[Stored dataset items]
//! Line-level leak matching.
//!
//! Every added line is evaluated against every pattern: the file regex
//! gates on `repo_url + "/" + file_path`, the content regex on the line,
//! and the optional entropy thresholds discard uniform matches. Filters
//! then remove (and count) otherwise-matching leaks.

use std::sync::Arc;

use crossbeam_channel::Sender;
use tracing::debug;

use super::stats::StatsEvent;
use super::worker::DiffAnalyzer;
use super::RulesHandle;
use crate::entropy::{shannon_entropy, word_shannon_entropy};
use crate::matching::{Entropies, Pattern};
use crate::model::{Diff, Leak};

/// Leak strings are capped at this many characters.
const MAX_LEAK_CHARS: usize = 1024;

pub(crate) struct LeakAnalyzer {
    pub leak_tx: Sender<Leak>,
    pub stats_tx: Sender<StatsEvent>,
    pub rules: RulesHandle,
}

impl DiffAnalyzer for LeakAnalyzer {
    fn analyze(&mut self, diff: &Arc<Diff>) {
        // One snapshot per diff: a reload mid-stream affects only later
        // diffs.
        let rules = self.rules.current();
        let leaks = find_leaks(diff, &rules.patterns);

        let mut found = 0u64;
        let mut filtered = 0u64;
        for leak in leaks {
            if is_filtered(&leak, &rules.filters) {
                filtered += 1;
                continue;
            }
            if self.leak_tx.send(leak).is_err() {
                return;
            }
            found += 1;
        }
        if found + filtered > 0 {
            let _ = self.stats_tx.send(StatsEvent::Leak {
                repo_url: diff.repo_url.clone(),
                found,
                filtered,
            });
        }
    }
}

/// All pattern matches in one diff, in line order.
pub(crate) fn find_leaks(diff: &Diff, patterns: &[Pattern]) -> Vec<Leak> {
    let repo_file_path = format!("{}/{}", diff.repo_url, diff.file_path);
    let mut leaks = Vec::new();
    for (offset, line) in diff.content.split('\n').enumerate() {
        for pattern in patterns {
            if !pattern.file_re.is_match(&repo_file_path) {
                continue;
            }
            if !pattern.content_re.is_match(line) {
                continue;
            }
            if let Some(gate) = pattern.entropies {
                if has_low_entropy(line, gate) {
                    debug!(pattern = %pattern.name, "match dropped: low entropy");
                    continue;
                }
            }
            let line_number = if diff.line_begin > 0 {
                diff.line_begin + u32::try_from(offset).unwrap_or(0)
            } else {
                0
            };
            leaks.push(Leak {
                pattern_name: pattern.name.clone(),
                pattern_regex: pattern.content_re.as_str().to_owned(),
                file_path: diff.file_path.clone(),
                repo_path: diff.repo_path.clone(),
                leak_string: truncate_chars(line, MAX_LEAK_CHARS),
                repo_url: diff.repo_url.clone(),
                commit_hash: diff.commit_hash.clone(),
                timestamp: diff.timestamp,
                line: line_number,
                commit_author: diff.author.clone(),
                commit_email: diff.author_email.clone(),
            });
        }
    }
    leaks
}

/// A filter suppresses a leak iff both its file and content regexes match.
pub(crate) fn is_filtered(leak: &Leak, filters: &[Pattern]) -> bool {
    let repo_file_path = format!("{}/{}", leak.repo_url, leak.file_path);
    filters.iter().any(|filter| {
        filter.file_re.is_match(&repo_file_path) && filter.content_re.is_match(&leak.leak_string)
    })
}

/// "Low entropy" when every *configured* threshold stays unmet. A gate
/// with both thresholds zero never fires.
fn has_low_entropy(line: &str, gate: Entropies) -> bool {
    if gate.word_min > 0.0 && word_shannon_entropy(line) >= gate.word_min {
        return false;
    }
    if gate.line_min > 0.0 && shannon_entropy(line) >= gate.line_min {
        return false;
    }
    gate.word_min > 0.0 || gate.line_min > 0.0
}

fn truncate_chars(line: &str, max: usize) -> String {
    if line.chars().count() <= max {
        line.to_owned()
    } else {
        line.chars().take(max).collect()
    }
}

#[cfg(test)]
mod tests {
    use chrono::Utc;

    use super::*;
    use crate::config::PatternRule;
    use crate::matching::compile_patterns;

    fn diff(file_path: &str, content: &str) -> Diff {
        Diff {
            commit_hash: "c0ffee".to_owned(),
            repo_url: "https://example.com/org/repo".to_owned(),
            repo_path: "org/repo".to_owned(),
            file_path: file_path.to_owned(),
            line_begin: 1,
            content: content.to_owned(),
            author: "Alice".to_owned(),
            author_email: "alice@example.com".to_owned(),
            timestamp: Utc::now(),
        }
    }

    fn patterns(rules: &[(&str, &str, &str)]) -> Vec<Pattern> {
        let rules: Vec<PatternRule> = rules
            .iter()
            .map(|(name, file, content)| PatternRule {
                name: (*name).to_owned(),
                file: (*file).to_owned(),
                content: (*content).to_owned(),
                entropies: None,
            })
            .collect();
        compile_patterns(&rules).expect("compiles")
    }

    #[test]
    fn minimum_leak_scenario() {
        let pats = patterns(&[("pw", "*", "password=")]);
        let leaks = find_leaks(&diff("x.conf", "password=abc\n"), &pats);
        assert_eq!(leaks.len(), 1);
        assert_eq!(leaks[0].pattern_name, "pw");
        assert_eq!(leaks[0].leak_string, "password=abc");
        assert_eq!(leaks[0].line, 1);
        assert_eq!(leaks[0].commit_author, "Alice");
    }

    #[test]
    fn file_regex_gates_on_repo_and_path() {
        let pats = patterns(&[("pw", "org/repo/.*\\.conf", "password=")]);
        assert_eq!(
            find_leaks(&diff("x.conf", "password=abc"), &pats).len(),
            1
        );
        assert!(find_leaks(&diff("x.txt", "password=abc"), &pats).is_empty());
    }

    #[test]
    fn line_numbers_follow_the_chunk_offset() {
        let pats = patterns(&[("pw", "*", "password=")]);
        let mut d = diff("x.conf", "a=1\npassword=abc\n");
        d.line_begin = 10;
        let leaks = find_leaks(&d, &pats);
        assert_eq!(leaks[0].line, 11);
    }

    #[test]
    fn unattributable_position_stays_zero() {
        let pats = patterns(&[("pw", "*", "password=")]);
        let mut d = diff("x.conf", "password=abc");
        d.line_begin = 0;
        assert_eq!(find_leaks(&d, &pats)[0].line, 0);
    }

    #[test]
    fn leak_string_is_capped_at_1024_chars() {
        let pats = patterns(&[("pw", "*", "password=")]);
        let long = format!("password={}", "x".repeat(2000));
        let leaks = find_leaks(&diff("x.conf", &long), &pats);
        assert_eq!(leaks[0].leak_string.chars().count(), 1024);
    }

    #[test]
    fn whitespace_survives_matching() {
        let pats = patterns(&[("pw", "*", "password=")]);
        let leaks = find_leaks(&diff("x.conf", "  password=abc  \n"), &pats);
        assert_eq!(leaks[0].leak_string, "  password=abc  ");
    }

    #[test]
    fn filters_suppress_on_file_and_content() {
        let filters = patterns(&[("tests", ".*test.*", "password=")]);
        let pats = patterns(&[("pw", "*", "password=")]);
        let leaks = find_leaks(&diff("config.test.conf", "password=abc"), &pats);
        assert!(is_filtered(&leaks[0], &filters));

        let unfiltered = find_leaks(&diff("prod.conf", "password=abc"), &pats);
        assert!(!is_filtered(&unfiltered[0], &filters));
    }

    #[test]
    fn entropy_gate_drops_uniform_matches() {
        let gate = Entropies {
            word_min: 3.0,
            line_min: 0.0,
        };
        assert!(has_low_entropy("password=aaaaaaaa", gate));
        assert!(!has_low_entropy("password=8fUk2qZpXw1v", gate));
    }

    #[test]
    fn disabled_gate_never_fires() {
        let gate = Entropies {
            word_min: 0.0,
            line_min: 0.0,
        };
        assert!(!has_low_entropy("password=aaaaaaaa", gate));
    }

    #[test]
    fn any_configured_threshold_is_enough() {
        // Word entropy clears 3.0 even though the line threshold of 7.0
        // is unreachable: the match survives.
        let gate = Entropies {
            word_min: 3.0,
            line_min: 7.0,
        };
        assert!(!has_low_entropy("password=8fUk2qZpXw1v", gate));
    }
}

*TASK BRIEF*: Whenever a line includes the word "found", pull it out of the entries.

*RESPONSE*:
        let mut found = 0u64;
            found += 1;
        if found + filtered > 0 {
                found,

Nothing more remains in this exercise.